* _BRIEF_: Copy each line of the entries beneath that contains the word "UnknownBinaryOperator".

==*==

use std::fmt::Display;
use std::rc::Rc;

use gc::{Finalize, Trace};
use sprig_core::ast;

use crate::environment::Environment;

#[derive(Debug, PartialEq, Clone, Trace, Finalize)]
pub enum Value {
    Integer(i64),
    Boolean(bool),
    Null,
    Function(Function),
}

#[derive(Debug, PartialEq, Eq, Clone, Copy)]
pub enum ValueKind {
    Integer,
    Boolean,
    Null,
    Function,
}

impl Value {
    pub const TRUE: Value = Value::Boolean(true);
    pub const FALSE: Value = Value::Boolean(false);
    pub const NULL: Value = Value::Null;

    pub fn boolean(value: bool) -> Value {
        if value {
            Value::TRUE
        } else {
            Value::FALSE
        }
    }

    pub fn function(literal: &ast::FunctionLiteral, env: Environment) -> Value {
        Value::Function(Function {
            parameters: literal.parameters.clone(),
            body: literal.body.clone(),
            env,
        })
    }

    pub fn kind(&self) -> ValueKind {
        match self {
            Value::Integer(_) => ValueKind::Integer,
            Value::Boolean(_) => ValueKind::Boolean,
            Value::Null => ValueKind::Null,
            Value::Function(_) => ValueKind::Function,
        }
    }

    /// `null` and `false` are falsy; everything else, `0` included, is truthy.
    pub fn is_truthy(&self) -> bool {
        !matches!(self, Value::Null | Value::Boolean(false))
    }

    /// Equality as seen by `==`. Functions never compare equal, not even to
    /// themselves.
    pub fn equals(&self, other: &Value) -> bool {
        match (self, other) {
            (Value::Integer(left), Value::Integer(right)) => left == right,
            (Value::Boolean(left), Value::Boolean(right)) => left == right,
            (Value::Null, Value::Null) => true,
            _ => false,
        }
    }
}

impl ValueKind {
    pub fn as_str(&self) -> &'static str {
        match self {
            ValueKind::Integer => "integer",
            ValueKind::Boolean => "boolean",
            ValueKind::Null => "null",
            ValueKind::Function => "function",
        }
    }
}

impl Display for ValueKind {
    fn fmt(&self, f: &mut std::fmt::Formatter<'_>) -> std::fmt::Result {
        f.write_str(self.as_str())
    }
}

impl Display for Value {
    fn fmt(&self, f: &mut std::fmt::Formatter<'_>) -> std::fmt::Result {
        match self {
            Value::Integer(value) => write!(f, "{}", value),
            Value::Boolean(value) => write!(f, "{}", value),
            Value::Null => write!(f, "null"),
            Value::Function(function) => write!(f, "{}", function),
        }
    }
}

/// A closure: the literal's parameters and body plus the environment that
/// was active where the literal was evaluated.
#[derive(Clone, Trace, Finalize)]
pub struct Function {
    // AST nodes hold no `Gc` pointers, so the collector can skip them.
    #[unsafe_ignore_trace]
    pub parameters: Rc<[ast::Identifier]>,
    #[unsafe_ignore_trace]
    pub body: Rc<ast::BlockStatement>,
    pub env: Environment,
}

impl PartialEq for Function {
    fn eq(&self, other: &Self) -> bool {
        Rc::ptr_eq(&self.body, &other.body) && self.env.ptr_eq(&other.env)
    }
}

impl std::fmt::Debug for Function {
    fn fmt(&self, f: &mut std::fmt::Formatter<'_>) -> std::fmt::Result {
        f.debug_struct("Function")
            .field("parameters", &self.parameters)
            .field("ptr", &Rc::as_ptr(&self.body))
            .finish()
    }
}

impl Display for Function {
    fn fmt(&self, f: &mut std::fmt::Formatter<'_>) -> std::fmt::Result {
        write!(
            f,
            "fn({}) {{...}}",
            self.parameters
                .iter()
                .map(|id| id.name.as_ref())
                .collect::<Box<[&str]>>()
                .join(", ")
        )
    }
}
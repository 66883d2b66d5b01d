use std::rc::Rc;

use sprig_core::ast::{BinaryOperator, UnaryOperator};
use thiserror::Error;

use crate::value::{Value, ValueKind};

/// A runtime error. It travels up the evaluation exactly like a `return`
/// and, when it reaches the top of the program, becomes its result.
#[derive(Debug, PartialEq, Clone, Error)]
pub enum EvaluationError {
    #[error("identifier not found: {0}")]
    IdentifierNotFound(Rc<str>),
    #[error("unknown operator: {operator}{operand}")]
    UnknownUnaryOperator {
        operator: UnaryOperator,
        operand: ValueKind,
    },
    #[error("type mismatch: {left} {operator} {right}")]
    TypeMismatch {
        left: ValueKind,
        operator: BinaryOperator,
        right: ValueKind,
    },
    #[error("unknown operator: {left} {operator} {right}")]
    UnknownBinaryOperator {
        left: ValueKind,
        operator: BinaryOperator,
        right: ValueKind,
    },
    #[error("not a function: {0}")]
    NotAFunction(ValueKind),
    #[error("division by zero")]
    DivisionByZero,
}

/// Non-local exits out of a statement sequence.
///
/// `Return` is unwrapped at the nearest function call (or at the top of the
/// program); `Error` is never unwrapped.
#[derive(Debug, PartialEq)]
pub enum Unwind {
    Return(Value),
    Error(EvaluationError),
}

impl From<EvaluationError> for Unwind {
    fn from(error: EvaluationError) -> Self {
        Unwind::Error(error)
    }
}

#[cfg(test)]
mod tests {
    use super::*;

    #[test]
    fn test_messages() {
        let tests = vec![
            (
                EvaluationError::IdentifierNotFound("foobar".into()),
                "identifier not found: foobar",
            ),
            (
                EvaluationError::UnknownUnaryOperator {
                    operator: UnaryOperator::Minus,
                    operand: ValueKind::Boolean,
                },
                "unknown operator: -boolean",
            ),
            (
                EvaluationError::TypeMismatch {
                    left: ValueKind::Integer,
                    operator: BinaryOperator::Plus,
                    right: ValueKind::Boolean,
                },
                "type mismatch: integer + boolean",
            ),
            (
                EvaluationError::UnknownBinaryOperator {
                    left: ValueKind::Boolean,
                    operator: BinaryOperator::Plus,
                    right: ValueKind::Boolean,
                },
                "unknown operator: boolean + boolean",
            ),
            (
                EvaluationError::NotAFunction(ValueKind::Integer),
                "not a function: integer",
            ),
        ];

        for (error, expected) in tests {
            assert_eq!(error.to_string(), expected);
        }
    }
}
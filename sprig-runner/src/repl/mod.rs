mod evaluator;
mod printer;
mod reader;

use std::ops::ControlFlow;

use rustyline::error::ReadlineError;

use evaluator::{Evaluator, InspectEvaluator, InterpreterEvaluator};
use printer::{Printer, TextPrinter, ValuePrinter};
use reader::{ReadOutput, Reader};

use crate::Emit;

struct Repl<E: Evaluator, P: Printer> {
    reader: Reader,
    evaluator: E,
    printer: P,
}

impl<O, E: Evaluator<Object = O>, P: Printer<Object = O>> Repl<E, P> {
    fn run(mut self) {
        loop {
            match self.reader.read() {
                ReadOutput::ControlFlow(ControlFlow::Break(())) => break,
                ReadOutput::ControlFlow(ControlFlow::Continue(())) => continue,
                ReadOutput::Line(line) => {
                    let result = self.evaluator.evaluate(&line);
                    self.printer.print(result)
                }
            }
        }
    }
}

/// Bindings made on one line stay visible on the next.
pub fn start(emit: Emit) -> Result<(), ReadlineError> {
    tracing::debug!(?emit, "starting repl");
    let reader = Reader::new()?;

    match emit {
        Emit::Value => Repl {
            reader,
            evaluator: InterpreterEvaluator::new(),
            printer: ValuePrinter {},
        }
        .run(),
        Emit::Ast | Emit::Tokens => Repl {
            reader,
            evaluator: InspectEvaluator::new(emit),
            printer: TextPrinter {},
        }
        .run(),
    }
    Ok(())
}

==*==

* _TASK OUTPUT_:
    UnknownBinaryOperator {
                EvaluationError::UnknownBinaryOperator {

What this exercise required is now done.